[plt-scheme] Natural Language parsing in CS1

From: David Brooks (davidjamesbrooks at gmail.com)
Date: Tue Jun 2 04:36:25 EDT 2009

On 1 Jun 2009, at 20:22, Eli Barzilay wrote:
> On Jun  1, YC wrote:
>> The AI books that I had read before took the parsing approach,
> Yes, this was a typical example in generic AI books.

... and still is in textbooks of computational linguistics. See, for  
example, Christopher Manning and Hinrich Schütze's "Foundations of  
Statistical Natural Language Processing". Chapter 3 of the above book  
deals with symbolic parsing of the nature described by Todd.

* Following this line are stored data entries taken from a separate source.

// Instagram service: posts, stories, short videos (reels), topic search.
// Wraps ApifyClient, returns universal content types.

use anyhow::Result;
use apify_client::ApifyClient;
use tracing::info;
use uuid::Uuid;

use crate::store::{InsertFile, InsertPost, InsertShortVideo, InsertStory};

/// Raw fetched post with its media, before persistence.
pub(crate) struct FetchedPost {
    pub post: InsertPost,
    pub files: Vec<InsertFile>,
}

pub(crate) struct FetchedShortVideo {
    pub video: InsertShortVideo,
    pub files: Vec<InsertFile>,
}

pub(crate) struct FetchedStory {
    pub story: InsertStory,
    pub files: Vec<InsertFile>,
}

pub(crate) struct InstagramService {
    client: ApifyClient,
}

impl InstagramService {
    pub(crate) fn new(client: ApifyClient) -> Self {
        Self { client }
    }

    /// Fetch posts from an Instagram profile.
    pub(crate) async fn fetch_posts(
        &self,
        identifier: &str,
        source_id: Uuid,
        limit: u32,
    ) -> Result<Vec<FetchedPost>> {
        info!(identifier, limit, "instagram: fetching posts");

        let raw = self.client.scrape_instagram_posts(identifier, limit).await?;

        let posts = raw
            .into_iter()
            .filter_map(|p| {
                let text = p.caption.filter(|c| !c.is_empty());
                let content_for_hash = text.as_deref().unwrap_or("");
                let content_hash = rootsignal_common::content_hash(content_for_hash).to_string();

                let engagement = serde_json::json!({
                    "likes": p.likes_count,
                    "comments": p.comments_count,
                });

                let mut files = Vec::new();
                if let Some(ref display_url) = p.display_url {
                    files.push(InsertFile {
                        url: display_url.clone(),
                        content_hash: content_hash.clone(),
                        title: None,
                        mime_type: "image/jpeg".to_string(),
                        duration: None,
                        page_count: None,
                        text: None,
                        text_language: None,
                    });
                }

                Some(FetchedPost {
                    post: InsertPost {
                        source_id,
                        content_hash,
                        text,
                        author: p.owner_username,
                        location: p.location_name,
                        engagement: Some(engagement),
                        published_at: p.timestamp,
                        permalink: Some(p.url),
                    },
                    files,
                })
            })
            .collect();

        Ok(posts)
    }

    /// Search Instagram by hashtags (topic search).
    pub(crate) async fn search_topics(
        &self,
        topics: &[&str],
        source_id: Uuid,
        limit: u32,
    ) -> Result<Vec<FetchedPost>> {
        info!(?topics, limit, "instagram: searching topics");

        let sanitized = sanitize_topics_to_hashtags(topics);
        let refs: Vec<&str> = sanitized.iter().map(|s| s.as_str()).collect();
        let raw = self.client.search_instagram_hashtags(&refs, limit).await?;

        let posts = raw
            .into_iter()
            .map(|p| {
                let content_hash = rootsignal_common::content_hash(&p.content).to_string();
                FetchedPost {
                    post: InsertPost {
                        source_id,
                        content_hash,
                        text: Some(p.content),
                        author: Some(p.author_username),
                        location: None,
                        engagement: None,
                        published_at: p.timestamp,
                        permalink: Some(p.post_url),
                    },
                    files: Vec::new(),
                }
            })
            .collect();

        Ok(posts)
    }

    /// Fetch stories from an Instagram profile.
    /// NOTE: Apify does not yet have a stories endpoint. This is a stub
    /// that returns an empty vec. Will be wired when the Apify actor is available.
    pub(crate) async fn fetch_stories(
        &self,
        _identifier: &str,
        _source_id: Uuid,
    ) -> Result<Vec<FetchedStory>> {
        info!("instagram: stories not yet supported by Apify");
        Ok(Vec::new())
    }

    /// Fetch reels (short videos) from an Instagram profile.
    /// NOTE: Apify does not yet have a dedicated reels endpoint. This is a stub.
    pub(crate) async fn fetch_short_videos(
        &self,
        _identifier: &str,
        _source_id: Uuid,
        _limit: u32,
    ) -> Result<Vec<FetchedShortVideo>> {
        info!("instagram: reels not yet supported by Apify");
        Ok(Vec::new())
    }
}

/// Convert multi-word topic strings into valid Instagram hashtags (camelCase,
/// alphanumeric only). The Instagram hashtag API rejects values containing
/// spaces, punctuation, or other special characters.
pub(crate) fn sanitize_topics_to_hashtags(topics: &[&str]) -> Vec<String> {
    topics
        .iter()
        .map(|t| {
            t.split_whitespace()
                .enumerate()
                .map(|(i, w)| {
                    let w: String = w.chars().filter(|c| c.is_alphanumeric()).collect();
                    if i == 0 {
                        w.to_lowercase()
                    } else {
                        let mut chars = w.chars();
                        match chars.next() {
                            Some(first) => {
                                first.to_uppercase().to_string()
                                    + &chars.as_str().to_lowercase()
                            }
                            None => String::new(),
                        }
                    }
                })
                .collect::<String>()
        })
        .filter(|s| !s.is_empty())
        .collect()
}

#[cfg(test)]
mod tests {
    use super::*;

    #[test]
    fn sanitize_multi_word_topics() {
        let topics = &[
            "Minneapolis immigration legal aid volunteer Minnesota",
            "Minnesota teacher sanctuary movement",
        ];
        let result = sanitize_topics_to_hashtags(topics);
        assert_eq!(
            result,
            vec![
                "minneapolisImmigrationLegalAidVolunteerMinnesota",
                "minnesotaTeacherSanctuaryMovement",
            ]
        );
    }

    #[test]
    fn sanitize_single_word_topic() {
        let result = sanitize_topics_to_hashtags(&["MNimmigration"]);
        assert_eq!(result, vec!["mnimmigration"]);
    }

    #[test]
    fn sanitize_strips_special_chars() {
        let result = sanitize_topics_to_hashtags(&["Minneapolis: ICE raids — 2026!"]);
        assert_eq!(result, vec!["minneapolisIceRaids2026"]);
    }

    #[test]
    fn sanitize_filters_empty() {
        let result = sanitize_topics_to_hashtags(&["", "   ", "valid topic"]);
        assert_eq!(result, vec!["validTopic"]);
    }
}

I think Todd's exercise is a decent introduction to parsing, and an  
understanding of this is vital to see why strict symbolic grammar-and- 
parser approaches do not scale. I've used similar exercises in the  
past, and I believe them to be helpful. There's no harm in showing a  
broken system, because students can discover for themselves where it  
breaks down.

>> so I am not familiar with the alternative - would you happen to have
>> links or googling phrases for finding the alternatives?
> Modern NL parsers are all statistical tools.  They usually begin with
> a large corpus of human-parsed text, and learn how to parse more data.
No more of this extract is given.